Extensive polymorphisms of LILRB1 (ILT2, LIR1) and their association with HLA-DRB1 shared epitope negative rheumatoid arthritis.
Kuroki, K., Tsuchiya, N., Shiroishi, M., Rasubala, L., Yamashita, Y., Matsuta, K., Fukazawa, T., Kusaoi, M., Murakami, Y., Takiguchi, M., Juji, T., Hashimoto, H., Kohda, D., Maenaka, K., Tokunaga, K.(2005) Hum Mol Genet 14: 2469-2480
- PubMed: 16014635 
- DOI: https://doi.org/10.1093/hmg/ddi247
- Primary Citation of Related Structures:  
1UGN - PubMed Abstract: 
Leukocyte immunoglobulin-like receptor subfamily B member 1 (LILRB1/LIR1/ILT2) is an inhibitory receptor broadly expressed on leukocytes and recognizes HLA-class I and human cytomegalovirus UL18. LILRB1 is encoded within the leukocyte receptor complex on 19q13.4, previously implicated to be a susceptibility region to systemic lupus erythematosus (SLE).

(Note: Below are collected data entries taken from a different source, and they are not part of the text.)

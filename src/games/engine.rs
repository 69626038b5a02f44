//! Game engine
//!
//! Owns the active-game registry and every game lifecycle: bet
//! placement, the crash tick loop, cashouts, mine reveals, dice
//! resolution and the stale-game reaper. The persisted session is the
//! source of truth; registry instances exist to serialize writers and
//! drive the real-time loop.
//!
//! Per-game serialization: all writers (tick loop, cashout, reveal,
//! reaper) lock the instance's session mutex, and a terminal status
//! written under that lock is the unique commit point. Exactly one
//! terminal transition can win.

use crate::broadcast::Broadcaster;
use crate::config::EngineConfig;
use crate::errors::{AuthError, EngineResult, ResourceError, StateError, ValidationError};
use crate::games::fair::{FairRng, VerifiedOutcome};
use crate::games::settlement::Settlement;
use crate::games::types::{
    mine_multiplier, BetRequest, CashoutOutcome, DiceOutcome, GameMetadata, GameSession,
    GameStatus, GameType, MinesCashoutOutcome, RevealOutcome, VerificationData,
};
use crate::models::{BetPattern, Wallet};
use crate::store::KvStore;
use chrono::{DateTime, Utc};
use dashmap::DashMap;
use std::sync::atomic::{AtomicI64, Ordering};
use std::sync::Arc;
use std::time::Duration;
use tokio::sync::{Mutex, Notify};
use tracing::{debug, error, info, warn};
use uuid::Uuid;

const RATE_WINDOW: Duration = Duration::from_secs(60);

/// One live game tracked in the process-local registry.
pub struct GameInstance {
    session: Mutex<GameSession>,
    stop: Notify,
    started_at: DateTime<Utc>,
    last_update: AtomicI64,
}

impl GameInstance {
    fn new(session: GameSession) -> Self {
        let now = Utc::now();
        Self {
            session: Mutex::new(session),
            stop: Notify::new(),
            started_at: now,
            last_update: AtomicI64::new(now.timestamp()),
        }
    }

    fn touch(&self) {
        self.last_update
            .store(Utc::now().timestamp(), Ordering::Relaxed);
    }

    fn idle_secs(&self) -> i64 {
        Utc::now().timestamp() - self.last_update.load(Ordering::Relaxed)
    }

    pub fn started_at(&self) -> DateTime<Utc> {
        self.started_at
    }
}

/// Server-authoritative game engine.
pub struct GameEngine {
    store: KvStore,
    fair: FairRng,
    settlement: Settlement,
    broadcaster: Arc<dyn Broadcaster>,
    config: EngineConfig,
    active_games: DashMap<String, Arc<GameInstance>>,
}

In this study, we screened for polymorphisms of LILRB1 and examined their association with SLE and rheumatoid arthritis (RA). In the 5' portion of LILRB1, three haplotypes containing four non-synonymous substitutions within the ligand-binding domains and two single nucleotide polymorphisms within the promoter region were identified and designated as PE01-03. In the 3' portion, two haplotypes (CY01, 02) containing a non-synonymous substitution of the cytoplasmic region were identified. CY01 and 02 did not co-segregate with PE01-03. Significant association with susceptibility to SLE or RA was not observed; however, among the subjects not carrying RA-associated HLA-DRB1 shared epitope (SE), LILRB1.PE01/01 diplotype was significantly associated with RA (odds ratio 2.05, P = 0.019 and Pc = 0.038). Gross difference was not observed in the crystal structures, thermostabilities and binding affinities to HLA-class I ligands among LILRB1.PE01-03 haplotype products; however, surface expression of LILRB1 was significantly decreased in lymphocytes and monocytes from the carriers of PE01 haplotype. These findings demonstrated that LILRB1 is highly polymorphic and is associated with susceptibility to RA in HLA-DRB1 SE negative subjects, possibly by insufficient inhibitory signaling in leukocytes. In addition, these observations suggested that the polymorphisms of LILR family members may be substantially involved in the diversity of human immune responses.
Organizational Affiliation: 
Division of Structural Biology, Medical Institute of Bioregulation, Kyushu University, Fukuoka, Japan.